▶ **Stored items**
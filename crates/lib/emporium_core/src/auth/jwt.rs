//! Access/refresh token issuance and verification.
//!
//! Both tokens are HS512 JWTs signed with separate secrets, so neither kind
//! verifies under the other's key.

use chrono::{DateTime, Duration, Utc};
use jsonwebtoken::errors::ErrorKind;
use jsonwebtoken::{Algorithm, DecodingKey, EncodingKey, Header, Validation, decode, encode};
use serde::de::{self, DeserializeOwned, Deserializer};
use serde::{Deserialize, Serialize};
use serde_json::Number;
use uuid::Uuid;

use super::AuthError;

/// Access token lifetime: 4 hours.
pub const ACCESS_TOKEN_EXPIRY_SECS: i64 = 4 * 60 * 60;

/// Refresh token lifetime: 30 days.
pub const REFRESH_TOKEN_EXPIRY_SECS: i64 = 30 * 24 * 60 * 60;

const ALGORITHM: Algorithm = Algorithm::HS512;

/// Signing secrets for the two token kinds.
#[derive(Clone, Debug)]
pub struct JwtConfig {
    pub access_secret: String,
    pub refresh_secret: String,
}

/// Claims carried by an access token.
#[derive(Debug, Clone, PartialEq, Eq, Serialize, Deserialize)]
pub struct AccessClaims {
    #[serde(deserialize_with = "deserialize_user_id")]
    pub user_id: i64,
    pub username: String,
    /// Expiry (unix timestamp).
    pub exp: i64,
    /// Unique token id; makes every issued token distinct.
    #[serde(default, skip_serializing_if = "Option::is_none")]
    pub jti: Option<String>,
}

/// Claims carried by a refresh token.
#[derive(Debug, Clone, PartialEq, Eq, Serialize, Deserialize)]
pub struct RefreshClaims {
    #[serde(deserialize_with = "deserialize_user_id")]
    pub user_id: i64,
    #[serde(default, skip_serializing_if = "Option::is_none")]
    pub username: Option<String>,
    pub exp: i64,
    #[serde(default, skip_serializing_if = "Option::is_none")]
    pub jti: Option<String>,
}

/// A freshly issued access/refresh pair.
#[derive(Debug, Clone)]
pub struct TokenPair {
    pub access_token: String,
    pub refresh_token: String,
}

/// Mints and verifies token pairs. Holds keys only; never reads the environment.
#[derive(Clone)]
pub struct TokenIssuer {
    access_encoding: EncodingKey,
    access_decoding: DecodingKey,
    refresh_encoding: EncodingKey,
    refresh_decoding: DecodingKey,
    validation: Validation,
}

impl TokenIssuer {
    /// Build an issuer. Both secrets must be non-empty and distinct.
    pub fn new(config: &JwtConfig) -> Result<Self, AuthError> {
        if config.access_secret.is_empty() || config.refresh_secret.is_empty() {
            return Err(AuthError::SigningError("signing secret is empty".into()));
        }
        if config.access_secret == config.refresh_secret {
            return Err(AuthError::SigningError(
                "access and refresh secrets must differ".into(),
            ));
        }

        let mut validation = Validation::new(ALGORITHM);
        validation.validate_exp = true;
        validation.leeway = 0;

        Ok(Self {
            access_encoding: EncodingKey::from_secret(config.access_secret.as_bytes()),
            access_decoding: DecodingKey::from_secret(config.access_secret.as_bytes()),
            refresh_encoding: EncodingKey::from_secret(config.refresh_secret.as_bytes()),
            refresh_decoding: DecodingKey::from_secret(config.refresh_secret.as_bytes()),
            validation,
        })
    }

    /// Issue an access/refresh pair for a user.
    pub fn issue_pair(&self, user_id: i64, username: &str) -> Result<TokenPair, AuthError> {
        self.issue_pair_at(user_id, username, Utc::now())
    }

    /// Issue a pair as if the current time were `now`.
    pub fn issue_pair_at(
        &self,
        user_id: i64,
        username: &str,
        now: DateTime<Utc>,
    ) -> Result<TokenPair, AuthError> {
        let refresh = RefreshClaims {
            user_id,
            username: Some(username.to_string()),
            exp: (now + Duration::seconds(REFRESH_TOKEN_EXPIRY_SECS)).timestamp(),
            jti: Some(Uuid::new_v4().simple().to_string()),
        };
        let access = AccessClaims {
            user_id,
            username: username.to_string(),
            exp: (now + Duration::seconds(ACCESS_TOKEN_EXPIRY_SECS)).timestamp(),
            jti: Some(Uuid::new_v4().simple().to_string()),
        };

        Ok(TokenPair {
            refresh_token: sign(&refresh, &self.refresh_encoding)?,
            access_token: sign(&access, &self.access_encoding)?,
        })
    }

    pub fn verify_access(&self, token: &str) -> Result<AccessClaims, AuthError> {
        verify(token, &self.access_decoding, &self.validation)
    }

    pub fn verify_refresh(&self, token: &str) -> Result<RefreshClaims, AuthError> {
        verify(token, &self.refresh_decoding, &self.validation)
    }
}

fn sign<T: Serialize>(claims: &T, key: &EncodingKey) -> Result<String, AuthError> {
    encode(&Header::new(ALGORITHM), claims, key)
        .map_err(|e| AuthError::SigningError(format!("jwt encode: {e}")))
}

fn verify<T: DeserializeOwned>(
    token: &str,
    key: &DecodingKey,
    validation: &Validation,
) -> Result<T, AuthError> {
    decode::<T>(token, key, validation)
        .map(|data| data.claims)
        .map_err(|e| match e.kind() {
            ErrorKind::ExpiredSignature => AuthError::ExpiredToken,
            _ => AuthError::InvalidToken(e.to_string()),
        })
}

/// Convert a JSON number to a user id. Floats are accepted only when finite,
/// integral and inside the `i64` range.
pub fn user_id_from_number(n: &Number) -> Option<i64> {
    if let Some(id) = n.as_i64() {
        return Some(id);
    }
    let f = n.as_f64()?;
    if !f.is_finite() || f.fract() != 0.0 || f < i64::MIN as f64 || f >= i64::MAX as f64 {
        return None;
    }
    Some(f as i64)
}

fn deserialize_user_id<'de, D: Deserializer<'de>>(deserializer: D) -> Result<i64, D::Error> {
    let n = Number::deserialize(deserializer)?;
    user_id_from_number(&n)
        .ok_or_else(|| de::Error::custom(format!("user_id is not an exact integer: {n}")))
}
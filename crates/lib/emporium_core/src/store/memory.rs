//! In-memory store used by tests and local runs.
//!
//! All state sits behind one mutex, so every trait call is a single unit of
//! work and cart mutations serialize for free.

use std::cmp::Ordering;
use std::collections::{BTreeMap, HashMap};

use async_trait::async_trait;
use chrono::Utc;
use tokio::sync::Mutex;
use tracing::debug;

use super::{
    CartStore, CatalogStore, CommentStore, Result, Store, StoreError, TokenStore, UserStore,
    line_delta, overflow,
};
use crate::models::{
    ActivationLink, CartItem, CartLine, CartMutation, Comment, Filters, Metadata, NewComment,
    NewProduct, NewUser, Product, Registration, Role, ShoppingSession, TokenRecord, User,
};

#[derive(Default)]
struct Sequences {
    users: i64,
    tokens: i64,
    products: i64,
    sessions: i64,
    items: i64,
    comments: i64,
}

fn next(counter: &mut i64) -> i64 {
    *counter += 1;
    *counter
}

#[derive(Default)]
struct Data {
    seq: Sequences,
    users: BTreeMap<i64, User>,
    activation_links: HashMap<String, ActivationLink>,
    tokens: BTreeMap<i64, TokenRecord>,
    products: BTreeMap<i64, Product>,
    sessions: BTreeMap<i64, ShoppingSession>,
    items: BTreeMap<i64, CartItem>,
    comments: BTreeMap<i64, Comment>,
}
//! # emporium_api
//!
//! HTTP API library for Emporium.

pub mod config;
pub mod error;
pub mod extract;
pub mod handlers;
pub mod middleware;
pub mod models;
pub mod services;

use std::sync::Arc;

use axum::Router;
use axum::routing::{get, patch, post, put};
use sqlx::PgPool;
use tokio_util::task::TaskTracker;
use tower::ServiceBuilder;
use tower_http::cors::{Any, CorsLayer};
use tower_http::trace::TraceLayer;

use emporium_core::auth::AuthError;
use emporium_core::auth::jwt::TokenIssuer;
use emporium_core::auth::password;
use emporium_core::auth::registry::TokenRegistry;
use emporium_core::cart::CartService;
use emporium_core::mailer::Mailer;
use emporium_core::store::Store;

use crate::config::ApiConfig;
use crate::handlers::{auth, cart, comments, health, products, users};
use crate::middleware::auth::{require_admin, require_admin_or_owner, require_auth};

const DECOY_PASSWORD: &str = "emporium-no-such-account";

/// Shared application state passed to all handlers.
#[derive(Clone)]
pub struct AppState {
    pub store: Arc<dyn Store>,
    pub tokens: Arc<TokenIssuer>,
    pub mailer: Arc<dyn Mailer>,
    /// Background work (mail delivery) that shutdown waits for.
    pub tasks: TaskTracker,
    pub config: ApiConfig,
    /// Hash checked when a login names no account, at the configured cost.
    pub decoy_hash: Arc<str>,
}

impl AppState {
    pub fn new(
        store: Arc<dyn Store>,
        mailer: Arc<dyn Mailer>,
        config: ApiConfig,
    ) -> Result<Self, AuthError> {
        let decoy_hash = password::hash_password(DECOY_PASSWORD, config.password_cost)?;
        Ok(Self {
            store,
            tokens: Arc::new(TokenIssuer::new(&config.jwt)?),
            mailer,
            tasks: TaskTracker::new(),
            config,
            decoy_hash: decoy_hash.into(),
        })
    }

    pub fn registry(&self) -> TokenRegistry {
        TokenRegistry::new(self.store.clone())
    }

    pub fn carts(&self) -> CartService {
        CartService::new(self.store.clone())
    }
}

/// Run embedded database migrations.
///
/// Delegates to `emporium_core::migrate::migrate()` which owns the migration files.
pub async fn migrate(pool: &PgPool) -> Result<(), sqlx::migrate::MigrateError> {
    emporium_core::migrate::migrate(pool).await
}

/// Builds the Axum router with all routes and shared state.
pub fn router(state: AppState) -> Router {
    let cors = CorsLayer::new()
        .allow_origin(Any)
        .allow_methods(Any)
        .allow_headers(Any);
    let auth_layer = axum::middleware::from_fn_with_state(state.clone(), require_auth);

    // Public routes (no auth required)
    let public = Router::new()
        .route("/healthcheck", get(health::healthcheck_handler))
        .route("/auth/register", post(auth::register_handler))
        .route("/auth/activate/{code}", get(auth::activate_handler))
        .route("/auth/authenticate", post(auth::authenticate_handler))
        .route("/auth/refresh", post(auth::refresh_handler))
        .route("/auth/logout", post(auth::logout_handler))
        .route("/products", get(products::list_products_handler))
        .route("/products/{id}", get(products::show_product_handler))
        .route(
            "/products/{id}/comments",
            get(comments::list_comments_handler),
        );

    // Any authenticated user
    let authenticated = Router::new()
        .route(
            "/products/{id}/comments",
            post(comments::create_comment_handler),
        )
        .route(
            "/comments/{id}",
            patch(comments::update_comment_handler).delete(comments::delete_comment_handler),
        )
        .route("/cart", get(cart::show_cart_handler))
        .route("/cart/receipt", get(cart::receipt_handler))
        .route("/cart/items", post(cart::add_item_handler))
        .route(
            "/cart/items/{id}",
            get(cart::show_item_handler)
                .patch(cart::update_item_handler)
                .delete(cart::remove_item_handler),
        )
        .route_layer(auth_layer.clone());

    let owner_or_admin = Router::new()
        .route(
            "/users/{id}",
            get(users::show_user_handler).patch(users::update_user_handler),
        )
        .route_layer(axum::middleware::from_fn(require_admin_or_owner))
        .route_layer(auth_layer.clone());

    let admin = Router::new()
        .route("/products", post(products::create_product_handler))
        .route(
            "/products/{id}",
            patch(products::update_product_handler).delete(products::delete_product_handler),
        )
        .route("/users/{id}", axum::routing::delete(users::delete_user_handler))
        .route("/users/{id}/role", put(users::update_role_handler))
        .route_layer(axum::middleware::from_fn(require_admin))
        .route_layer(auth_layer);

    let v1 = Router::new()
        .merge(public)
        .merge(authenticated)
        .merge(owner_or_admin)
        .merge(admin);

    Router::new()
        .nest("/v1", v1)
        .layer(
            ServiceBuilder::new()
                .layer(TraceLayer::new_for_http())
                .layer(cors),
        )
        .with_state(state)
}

▶ **Your assignment**
Find every line in the records that contains the word "tasks"; copy those lines.

▶ **Task result**
    pub tasks: TaskTracker,
            tasks: TaskTracker::new(),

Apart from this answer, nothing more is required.